Task directions: All entries that follow are to be written out verbatim.

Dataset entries

______________________________

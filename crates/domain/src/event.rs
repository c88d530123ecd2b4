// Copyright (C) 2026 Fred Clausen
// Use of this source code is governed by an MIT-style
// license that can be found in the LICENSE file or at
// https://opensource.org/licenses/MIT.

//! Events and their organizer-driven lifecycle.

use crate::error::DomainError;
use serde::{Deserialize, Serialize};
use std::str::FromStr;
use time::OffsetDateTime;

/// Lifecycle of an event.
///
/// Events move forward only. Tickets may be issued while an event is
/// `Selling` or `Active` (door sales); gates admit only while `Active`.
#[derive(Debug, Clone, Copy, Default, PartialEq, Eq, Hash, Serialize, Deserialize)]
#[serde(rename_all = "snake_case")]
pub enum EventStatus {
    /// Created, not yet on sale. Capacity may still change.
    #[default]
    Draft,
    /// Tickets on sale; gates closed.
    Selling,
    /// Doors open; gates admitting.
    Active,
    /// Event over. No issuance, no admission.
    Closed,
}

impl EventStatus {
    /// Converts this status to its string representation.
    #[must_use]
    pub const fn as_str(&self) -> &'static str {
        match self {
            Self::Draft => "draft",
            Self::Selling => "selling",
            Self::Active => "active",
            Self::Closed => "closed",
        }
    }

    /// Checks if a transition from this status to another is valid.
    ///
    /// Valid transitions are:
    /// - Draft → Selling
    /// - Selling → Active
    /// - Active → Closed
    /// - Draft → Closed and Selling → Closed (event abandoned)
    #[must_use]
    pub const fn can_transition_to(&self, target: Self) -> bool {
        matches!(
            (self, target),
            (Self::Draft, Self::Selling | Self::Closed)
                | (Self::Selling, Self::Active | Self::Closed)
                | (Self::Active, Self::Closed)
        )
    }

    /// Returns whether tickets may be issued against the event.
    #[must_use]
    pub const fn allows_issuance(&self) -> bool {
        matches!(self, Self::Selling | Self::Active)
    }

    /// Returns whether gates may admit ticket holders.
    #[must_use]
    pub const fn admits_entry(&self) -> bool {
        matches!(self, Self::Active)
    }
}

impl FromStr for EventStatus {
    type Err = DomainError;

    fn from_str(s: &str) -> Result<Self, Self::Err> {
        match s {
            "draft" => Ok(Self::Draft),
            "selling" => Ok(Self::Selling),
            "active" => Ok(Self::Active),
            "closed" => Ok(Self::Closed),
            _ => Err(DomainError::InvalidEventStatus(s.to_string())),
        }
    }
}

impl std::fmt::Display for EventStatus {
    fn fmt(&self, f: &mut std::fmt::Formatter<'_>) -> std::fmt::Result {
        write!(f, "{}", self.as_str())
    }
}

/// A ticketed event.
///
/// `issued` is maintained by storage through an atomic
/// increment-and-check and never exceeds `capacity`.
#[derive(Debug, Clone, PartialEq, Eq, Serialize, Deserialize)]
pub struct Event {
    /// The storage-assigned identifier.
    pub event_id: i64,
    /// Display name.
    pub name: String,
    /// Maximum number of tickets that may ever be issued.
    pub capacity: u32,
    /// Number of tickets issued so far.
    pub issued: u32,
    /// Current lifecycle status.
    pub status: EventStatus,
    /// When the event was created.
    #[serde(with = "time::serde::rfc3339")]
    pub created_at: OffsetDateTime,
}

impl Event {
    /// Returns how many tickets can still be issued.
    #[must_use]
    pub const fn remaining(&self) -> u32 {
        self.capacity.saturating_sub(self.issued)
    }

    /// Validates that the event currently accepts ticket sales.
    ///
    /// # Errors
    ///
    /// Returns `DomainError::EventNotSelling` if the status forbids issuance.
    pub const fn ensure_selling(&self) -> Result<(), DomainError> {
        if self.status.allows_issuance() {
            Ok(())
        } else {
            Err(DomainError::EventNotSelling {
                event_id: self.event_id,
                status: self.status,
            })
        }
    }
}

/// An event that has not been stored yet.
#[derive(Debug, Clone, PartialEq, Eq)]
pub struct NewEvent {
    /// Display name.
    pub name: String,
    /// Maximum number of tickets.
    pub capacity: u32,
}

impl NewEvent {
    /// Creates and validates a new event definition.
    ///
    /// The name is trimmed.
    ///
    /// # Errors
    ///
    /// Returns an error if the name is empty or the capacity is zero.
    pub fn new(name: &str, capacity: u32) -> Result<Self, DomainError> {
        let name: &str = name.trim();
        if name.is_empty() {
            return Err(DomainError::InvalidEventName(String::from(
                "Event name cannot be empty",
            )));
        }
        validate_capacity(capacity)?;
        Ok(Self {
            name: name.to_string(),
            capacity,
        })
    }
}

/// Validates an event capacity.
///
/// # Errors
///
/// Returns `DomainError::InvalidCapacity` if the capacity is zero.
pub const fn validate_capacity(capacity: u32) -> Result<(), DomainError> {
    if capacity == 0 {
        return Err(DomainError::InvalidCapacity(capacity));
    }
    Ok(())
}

______________________________

Exercise output:
filename crates/domain/src/event.rs
repository c88d530123ecd2b4
// Copyright (C) 2026 Fred Clausen
// Use of this source code is governed by an MIT-style
// license that can be found in the LICENSE file or at
// https://opensource.org/licenses/MIT.

//! Events and their organizer-driven lifecycle.

use crate::error::DomainError;
use serde::{Deserialize, Serialize};
use std::str::FromStr;
use time::OffsetDateTime;

/// Lifecycle of an event.
///
/// Events move forward only. Tickets may be issued while an event is
/// `Selling` or `Active` (door sales); gates admit only while `Active`.
#[derive(Debug, Clone, Copy, Default, PartialEq, Eq, Hash, Serialize, Deserialize)]
#[serde(rename_all = "snake_case")]
pub enum EventStatus {
    /// Created, not yet on sale. Capacity may still change.
    #[default]
    Draft,
    /// Tickets on sale; gates closed.
    Selling,
    /// Doors open; gates admitting.
    Active,
    /// Event over. No issuance, no admission.
    Closed,
}

impl EventStatus {
    /// Converts this status to its string representation.
    #[must_use]
    pub const fn as_str(&self) -> &'static str {
        match self {
            Self::Draft => "draft",
            Self::Selling => "selling",
            Self::Active => "active",
            Self::Closed => "closed",
        }
    }

    /// Checks if a transition from this status to another is valid.
    ///
    /// Valid transitions are:
    /// - Draft → Selling
    /// - Selling → Active
    /// - Active → Closed
    /// - Draft → Closed and Selling → Closed (event abandoned)
    #[must_use]
    pub const fn can_transition_to(&self, target: Self) -> bool {
        matches!(
            (self, target),
            (Self::Draft, Self::Selling | Self::Closed)
                | (Self::Selling, Self::Active | Self::Closed)
                | (Self::Active, Self::Closed)
        )
    }

    /// Returns whether tickets may be issued against the event.
    #[must_use]
    pub const fn allows_issuance(&self) -> bool {
        matches!(self, Self::Selling | Self::Active)
    }

    /// Returns whether gates may admit ticket holders.
    #[must_use]
    pub const fn admits_entry(&self) -> bool {
        matches!(self, Self::Active)
    }
}

impl FromStr for EventStatus {
    type Err = DomainError;

    fn from_str(s: &str) -> Result<Self, Self::Err> {
        match s {
            "draft" => Ok(Self::Draft),
            "selling" => Ok(Self::Selling),
            "active" => Ok(Self::Active),
            "closed" => Ok(Self::Closed),
            _ => Err(DomainError::InvalidEventStatus(s.to_string())),
        }
    }
}

impl std::fmt::Display for EventStatus {
    fn fmt(&self, f: &mut std::fmt::Formatter<'_>) -> std::fmt::Result {
        write!(f, "{}", self.as_str())
    }
}

/// A ticketed event.
///
/// `issued` is maintained by storage through an atomic
/// increment-and-check and never exceeds `capacity`.
#[derive(Debug, Clone, PartialEq, Eq, Serialize, Deserialize)]
pub struct Event {
    /// The storage-assigned identifier.
    pub event_id: i64,
    /// Display name.
    pub name: String,
    /// Maximum number of tickets that may ever be issued.
    pub capacity: u32,
    /// Number of tickets issued so far.
    pub issued: u32,
    /// Current lifecycle status.
    pub status: EventStatus,
    /// When the event was created.
    #[serde(with = "time::serde::rfc3339")]
    pub created_at: OffsetDateTime,
}

impl Event {
    /// Returns how many tickets can still be issued.
    #[must_use]
    pub const fn remaining(&self) -> u32 {
        self.capacity.saturating_sub(self.issued)
    }

    /// Validates that the event currently accepts ticket sales.
    ///
    /// # Errors
    ///
    /// Returns `DomainError::EventNotSelling` if the status forbids issuance.
    pub const fn ensure_selling(&self) -> Result<(), DomainError> {
        if self.status.allows_issuance() {
            Ok(())
        } else {
            Err(DomainError::EventNotSelling {
                event_id: self.event_id,
                status: self.status,
            })
        }
    }
}

/// An event that has not been stored yet.
#[derive(Debug, Clone, PartialEq, Eq)]
pub struct NewEvent {
    /// Display name.
    pub name: String,
    /// Maximum number of tickets.
    pub capacity: u32,
}

impl NewEvent {
    /// Creates and validates a new event definition.
    ///
    /// The name is trimmed.
    ///
    /// # Errors
    ///
    /// Returns an error if the name is empty or the capacity is zero.
    pub fn new(name: &str, capacity: u32) -> Result<Self, DomainError> {
        let name: &str = name.trim();
        if name.is_empty() {
            return Err(DomainError::InvalidEventName(String::from(
                "Event name cannot be empty",
            )));
        }
        validate_capacity(capacity)?;
        Ok(Self {
            name: name.to_string(),
            capacity,
        })
    }
}

/// Validates an event capacity.
///
/// # Errors
///
/// Returns `DomainError::InvalidCapacity` if the capacity is zero.
pub const fn validate_capacity(capacity: u32) -> Result<(), DomainError> {
    if capacity == 0 {
        return Err(DomainError::InvalidCapacity(capacity));
    }
    Ok(())
}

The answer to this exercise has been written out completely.